# BRIEF
Check each line of the entries. Copy the ones that contain the string "PathPrompt".

++++

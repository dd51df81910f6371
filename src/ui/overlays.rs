use ratatui::prelude::*;
use ratatui::widgets::{Block, Borders, Clear, Padding, Paragraph};

use crate::app::menu::{MENU_ITEMS, MenuRow, MenuState, menu_rows};
use crate::app::{Model, PathPrompt};
use crate::config::SettingsField;

use super::style::Theme;

const MENU_WIDTH: u16 = 30;

/// Where the insertion menu is drawn inside `area`.
pub fn menu_rect(area: Rect) -> Rect {
    // A dozen items plus three headers
    #[allow(clippy::cast_possible_truncation)]
    let rows = menu_rows().len() as u16;
    centered_popup_rect(MENU_WIDTH, rows + 2, area)
}

/// First content row of the menu popup (below the border).
pub const fn menu_content_top(popup: Rect) -> u16 {
    popup.y + 1
}

pub fn render_menu_overlay(menu: &MenuState, theme: &Theme, frame: &mut Frame, area: Rect) {
    let popup = menu_rect(area);
    let lines: Vec<Line> = menu_rows()
        .into_iter()
        .map(|row| match row {
            MenuRow::Category(name) => Line::styled(format!(" {name}"), theme.popup_title),
            MenuRow::Item(idx) => {
                let shortcut = if idx < 9 {
                    format!("{}", idx + 1)
                } else {
                    " ".to_string()
                };
                let label = MENU_ITEMS.get(idx).map_or("", |item| item.label);
                let text = format!("  {shortcut}  {label}");
                if idx == menu.selected {
                    Line::styled(text, theme.popup_highlight)
                } else {
                    Line::raw(text)
                }
            }
        })
        .collect();

    let block = Block::default()
        .title("Insert block")
        .borders(Borders::ALL)
        .style(theme.popup);
    frame.render_widget(Clear, popup);
    frame.render_widget(Paragraph::new(lines).block(block), popup);
}

pub fn render_settings_overlay(model: &Model, theme: &Theme, frame: &mut Frame, area: Rect) {
    let popup = centered_popup_rect(44, 9, area);
    let settings = &model.settings;

    let mut lines: Vec<Line> = SettingsField::ALL
        .iter()
        .enumerate()
        .map(|(row, field)| {
            let value = match field {
                SettingsField::Width => format!("{} cols", settings.max_width),
                SettingsField::Spacing => format!("{} rows", settings.block_spacing),
                SettingsField::Theme => settings.theme.name().to_string(),
            };
            let text = format!("{:<16}< {} >", field.label(), value);
            if row == model.settings_row {
                Line::styled(text, theme.popup_highlight)
            } else {
                Line::raw(text)
            }
        })
        .collect();
    lines.push(Line::raw(""));
    lines.push(Line::styled(
        "j/k select · h/l change · Esc closes",
        Style::default().fg(Color::Indexed(245)),
    ));

    let block = Block::default()
        .title("Options")
        .borders(Borders::ALL)
        .padding(Padding::horizontal(1))
        .style(theme.popup);
    frame.render_widget(Clear, popup);
    frame.render_widget(Paragraph::new(lines).block(block), popup);
}

pub fn render_prompt_overlay(prompt: &PathPrompt, theme: &Theme, frame: &mut Frame, area: Rect) {
    let width = area.width.saturating_sub(8).clamp(20, 64);
    let popup = centered_popup_rect(width, 3, area);
    let line = Line::from(vec![
        Span::raw(prompt.input.clone()),
        Span::styled(" ", theme.cursor),
    ]);
    let block = Block::default()
        .title(prompt.title())
        .title_bottom(Line::from(" Enter confirms · Esc cancels ").right_aligned())
        .borders(Borders::ALL)
        .style(theme.popup);
    frame.render_widget(Clear, popup);
    frame.render_widget(Paragraph::new(line).block(block), popup);
}

fn help_popup_rect(area: Rect) -> Rect {
    let popup_width = area.width.saturating_sub(12).max(48);
    let popup_height = area.height.saturating_sub(4).max(12);
    centered_popup_rect(popup_width, popup_height, area)
}

/// Help rows visible at once in a terminal `area`; one row is kept for the footer.
fn help_content_height(area: Rect) -> usize {
    usize::from(help_popup_rect(area).height.saturating_sub(5))
}

/// Largest useful help scroll offset for a terminal of `width` x `height`.
pub fn help_max_scroll(width: u16, height: u16) -> usize {
    let area = Rect::new(0, 0, width, height);
    help_lines("", "", Style::default())
        .len()
        .saturating_sub(help_content_height(area))
}

fn help_lines(global_cfg: &str, local_cfg: &str, section_style: Style) -> Vec<Line<'static>> {
    let mut lines: Vec<Line> = Vec::new();

    // Blocks
    lines.push(Line::styled("Blocks", section_style));
    lines.push(Line::raw("  j/k or Up/Down      Select block"));
    lines.push(Line::raw("  Enter / i / click   Edit block"));
    lines.push(Line::raw("  a                   Add block"));
    lines.push(Line::raw("  d / Delete          Delete block"));
    lines.push(Line::raw("  m / right click     Insert block menu"));
    lines.push(Line::raw("  g / G               First / last block"));
    lines.push(Line::raw(""));

    // Editing
    lines.push(Line::styled("Editing", section_style));
    lines.push(Line::raw("  Esc                 Finish editing"));
    lines.push(Line::raw("  Tab / Shift+Tab     Indent / outdent list items"));
    lines.push(Line::raw("  Enter               Continue list or split block"));
    lines.push(Line::raw("  Shift/Alt+Enter     Line break in block"));
    lines.push(Line::raw("  Up/Down at edges    Move to neighbouring block"));
    lines.push(Line::raw("  Ctrl+Left/Right     Word movement"));
    lines.push(Line::raw("  Ctrl+A              Select all"));
    lines.push(Line::raw(""));

    // File
    lines.push(Line::styled("File", section_style));
    lines.push(Line::raw("  Ctrl+O              Open"));
    lines.push(Line::raw("  Ctrl+S              Save as"));
    lines.push(Line::raw("  o                   Options"));
    lines.push(Line::raw("  q / Ctrl+Q          Quit"));
    lines.push(Line::raw(""));

    // Config
    lines.push(Line::styled("Config", section_style));
    lines.push(Line::raw(format!("  Global: {global_cfg}")));
    lines.push(Line::raw(format!("  Local override: {local_cfg}")));
    lines
}

pub fn render_help_overlay(model: &Model, theme: &Theme, frame: &mut Frame, area: Rect) {
    let popup = help_popup_rect(area);

    let global_cfg = model
        .config_global_path
        .as_ref()
        .map_or_else(|| "<unknown>".to_string(), |p| p.display().to_string());
    let local_cfg = model
        .config_local_path
        .as_ref()
        .map_or_else(|| "<none>".to_string(), |p| p.display().to_string());
    let all_lines = help_lines(&global_cfg, &local_cfg, theme.popup_title);

    let block = Block::default()
        .title("Help")
        .borders(Borders::ALL)
        .padding(Padding::uniform(1))
        .style(theme.popup);
    frame.render_widget(Clear, popup);
    frame.render_widget(block, popup);

    // Border plus padding on each side
    let inner = Rect::new(
        popup.x + 2,
        popup.y + 2,
        popup.width.saturating_sub(4),
        popup.height.saturating_sub(4),
    );
    let content_height = help_content_height(area);
    if content_height == 0 {
        return;
    }
    let scroll = model
        .help_scroll
        .min(all_lines.len().saturating_sub(content_height));
    let end = (scroll + content_height).min(all_lines.len());

    let mut visible: Vec<Line> = all_lines[scroll..end].to_vec();
    visible.resize(content_height, Line::raw(""));
    visible.push(Line::styled("j/k scroll │ other keys close", theme.popup_title));
    frame.render_widget(Paragraph::new(visible), inner);
}

fn centered_popup_rect(width: u16, height: u16, area: Rect) -> Rect {
    let w = width.min(area.width);
    let h = height.min(area.height);
    let x = area.x + (area.width.saturating_sub(w) / 2);
    let y = area.y + (area.height.saturating_sub(h) / 2);
    Rect::new(x, y, w, h)
}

++++

# EXPECTED OUTPUT
use crate::app::{Model, PathPrompt};
pub fn render_prompt_overlay(prompt: &PathPrompt, theme: &Theme, frame: &mut Frame, area: Rect) {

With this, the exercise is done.